Suppose (48, 65) is a 95 percent confidence
interval estimate for a population mean 𝜇. Which
of the following is a true statement?
(A) There is a .95 probability that 𝜇 is between 48 and 65.
(B) If 100 random samples of the given size are picked and a 95 percent confidence
interval estimate is calculated from each, then 𝜇 will be in 95 of the resulting intervals.
(C) If 95 percent confidence intervals are calculated from all possible samples of the given
size, 𝜇 will be in 95 percent of those intervals.

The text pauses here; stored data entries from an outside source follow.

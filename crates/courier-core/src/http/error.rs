//! Request error taxonomy
//!
//! Every failed request resolves to exactly one [`RequestError`]: a normalized
//! [`CustomError`] to branch on, plus the raw [`TransportError`] kept for
//! diagnostics.

use crate::types::{Code, RequestDescriptor, SentRequest, TransportResponse};
use serde::{Deserialize, Serialize};
use std::fmt;

pub const DEFAULT_REQUEST_ERROR_CODE: &str = "DEFAULT";
pub const DEFAULT_REQUEST_ERROR_MSG: &str = "Request Error";

pub const NETWORK_ERROR_CODE: &str = "NETWORK_ERROR";
pub const NETWORK_ERROR_MSG: &str = "Network Unavailable";

/// Raw transport message signalling a generic network failure
pub const NETWORK_ERROR_MESSAGE: &str = "Network Error";

pub const REQUEST_TIMEOUT_CODE: &str = "ECONNABORTED";
pub const REQUEST_TIMEOUT_MSG: &str = "Request Timeout";

/// Which layer a request failed at
#[derive(Debug, Clone, Copy, PartialEq, Eq, Hash, Serialize, Deserialize)]
#[serde(rename_all = "lowercase")]
pub enum ErrorKind {
    /// Connectivity, timeout or request-setup failure
    Transport,
    /// The server answered with a non-2xx/304 status
    Http,
    /// HTTP success, but the payload reports a business failure
    Backend,
}

impl fmt::Display for ErrorKind {
    fn fmt(&self, f: &mut fmt::Formatter<'_>) -> fmt::Result {
        match self {
            ErrorKind::Transport => write!(f, "transport"),
            ErrorKind::Http => write!(f, "http"),
            ErrorKind::Backend => write!(f, "backend"),
        }
    }
}

/// The normalized error callers branch on
#[derive(Debug, Clone, PartialEq, Eq, Serialize, Deserialize)]
pub struct CustomError {
    #[serde(rename = "type")]
    kind: ErrorKind,
    code: Code,
    msg: String,
}

impl CustomError {
    pub fn new(kind: ErrorKind, code: impl Into<Code>, msg: impl Into<String>) -> Self {
        Self {
            kind,
            code: code.into(),
            msg: msg.into(),
        }
    }

    pub fn kind(&self) -> ErrorKind {
        self.kind
    }

    pub fn code(&self) -> &Code {
        &self.code
    }

    pub fn msg(&self) -> &str {
        &self.msg
    }
}

impl fmt::Display for CustomError {
    fn fmt(&self, f: &mut fmt::Formatter<'_>) -> fmt::Result {
        write!(f, "[{}] {}: {}", self.kind, self.code, self.msg)
    }
}

/// Transport failure classes
#[derive(Debug, Clone, Copy, PartialEq, Eq, Hash, Serialize, Deserialize)]
pub enum TransportErrorCode {
    Network,
    ConnectionAborted,
    TimedOut,
    Canceled,
    TooManyRedirects,
    BadOption,
    BadOptionValue,
    InvalidUrl,
    BadRequest,
    BadResponse,
    NotSupported,
    Deprecated,
    /// No transport code, as in raw errors synthesized from a response
    Blank,
}

impl TransportErrorCode {
    pub fn as_str(&self) -> &'static str {
        match self {
            TransportErrorCode::Network => "ERR_NETWORK",
            TransportErrorCode::ConnectionAborted => REQUEST_TIMEOUT_CODE,
            TransportErrorCode::TimedOut => "ETIMEDOUT",
            TransportErrorCode::Canceled => "ERR_CANCELED",
            TransportErrorCode::TooManyRedirects => "ERR_FR_TOO_MANY_REDIRECTS",
            TransportErrorCode::BadOption => "ERR_BAD_OPTION",
            TransportErrorCode::BadOptionValue => "ERR_BAD_OPTION_VALUE",
            TransportErrorCode::InvalidUrl => "ERR_INVALID_URL",
            TransportErrorCode::BadRequest => "ERR_BAD_REQUEST",
            TransportErrorCode::BadResponse => "ERR_BAD_RESPONSE",
            TransportErrorCode::NotSupported => "ERR_NOT_SUPPORT",
            TransportErrorCode::Deprecated => "ERR_DEPRECATED",
            TransportErrorCode::Blank => "",
        }
    }

    /// Codes that mean the request was aborted or ran out of time
    pub fn is_timeout_class(&self) -> bool {
        matches!(
            self,
            TransportErrorCode::ConnectionAborted | TransportErrorCode::TimedOut
        )
    }
}

impl fmt::Display for TransportErrorCode {
    fn fmt(&self, f: &mut fmt::Formatter<'_>) -> fmt::Result {
        f.write_str(self.as_str())
    }
}

/// The raw failure as reported by the transport
#[derive(Debug, Clone, thiserror::Error)]
#[error("{message}")]
pub struct TransportError {
    pub message: String,
    pub code: TransportErrorCode,
    /// The descriptor that was being sent, if it got that far
    pub config: Option<RequestDescriptor>,
    pub request: Option<SentRequest>,
    /// A response attached to the failure, if the server answered
    pub response: Option<Box<TransportResponse>>,
}

impl TransportError {
    pub fn new(code: TransportErrorCode, message: impl Into<String>) -> Self {
        Self {
            message: message.into(),
            code,
            config: None,
            request: None,
            response: None,
        }
    }

    pub fn with_config(mut self, config: RequestDescriptor) -> Self {
        self.config = Some(config);
        self
    }

    pub fn with_request(mut self, request: SentRequest) -> Self {
        self.request = Some(request);
        self
    }

    pub fn with_response(mut self, response: TransportResponse) -> Self {
        self.response = Some(Box::new(response));
        self
    }

    /// A raw error synthesized from a received response: blank message and
    /// code, real config/request/response
    pub fn from_response(response: &TransportResponse) -> Self {
        Self {
            message: String::new(),
            code: TransportErrorCode::Blank,
            config: Some(response.config.clone()),
            request: Some(response.request.clone()),
            response: Some(Box::new(response.clone())),
        }
    }
}

/// A failed request: the normalized error plus the raw context
#[derive(Debug, Clone, thiserror::Error)]
#[error("{error}")]
pub struct RequestError {
    pub error: CustomError,
    pub raw_error: TransportError,
}

impl RequestError {
    pub fn kind(&self) -> ErrorKind {
        self.error.kind()
    }

    pub fn code(&self) -> &Code {
        self.error.code()
    }

    pub fn msg(&self) -> &str {
        self.error.msg()
    }

    /// The response behind the failure, if one was received
    pub fn response(&self) -> Option<&TransportResponse> {
        self.raw_error.response.as_deref()
    }
}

(D) The probability that 𝜇 is in any particular confidence interval can be any value between
0 and 1.
(E) Confidence level cannot be interpreted until after data is obtained.
A police department public relations spokesperson
claims that the mean response time to a 911 call is 9
minutes. A newspaper reporter suspects that the
response time is actually longer and runs a test by
examining the records of a random sample of 64 such
calls. What conclusion is reached if the sample mean is
9.55 minutes with a standard deviation of 3.00 minutes?
(A) The P-value is less than .001, indicating very strong evidence against the 9-minute
claim
(B) The P-value is 0.01, indicating strong evidence against the 9-minute claim.
(C) The P-value is 0.07, indicating some evidence against the 9-minute claim.
(D) The P-value is .18, indicating very little evidence against the 9-minute claim.
(E) The P-value is .43, indicating no evidence against the 9-minute claim.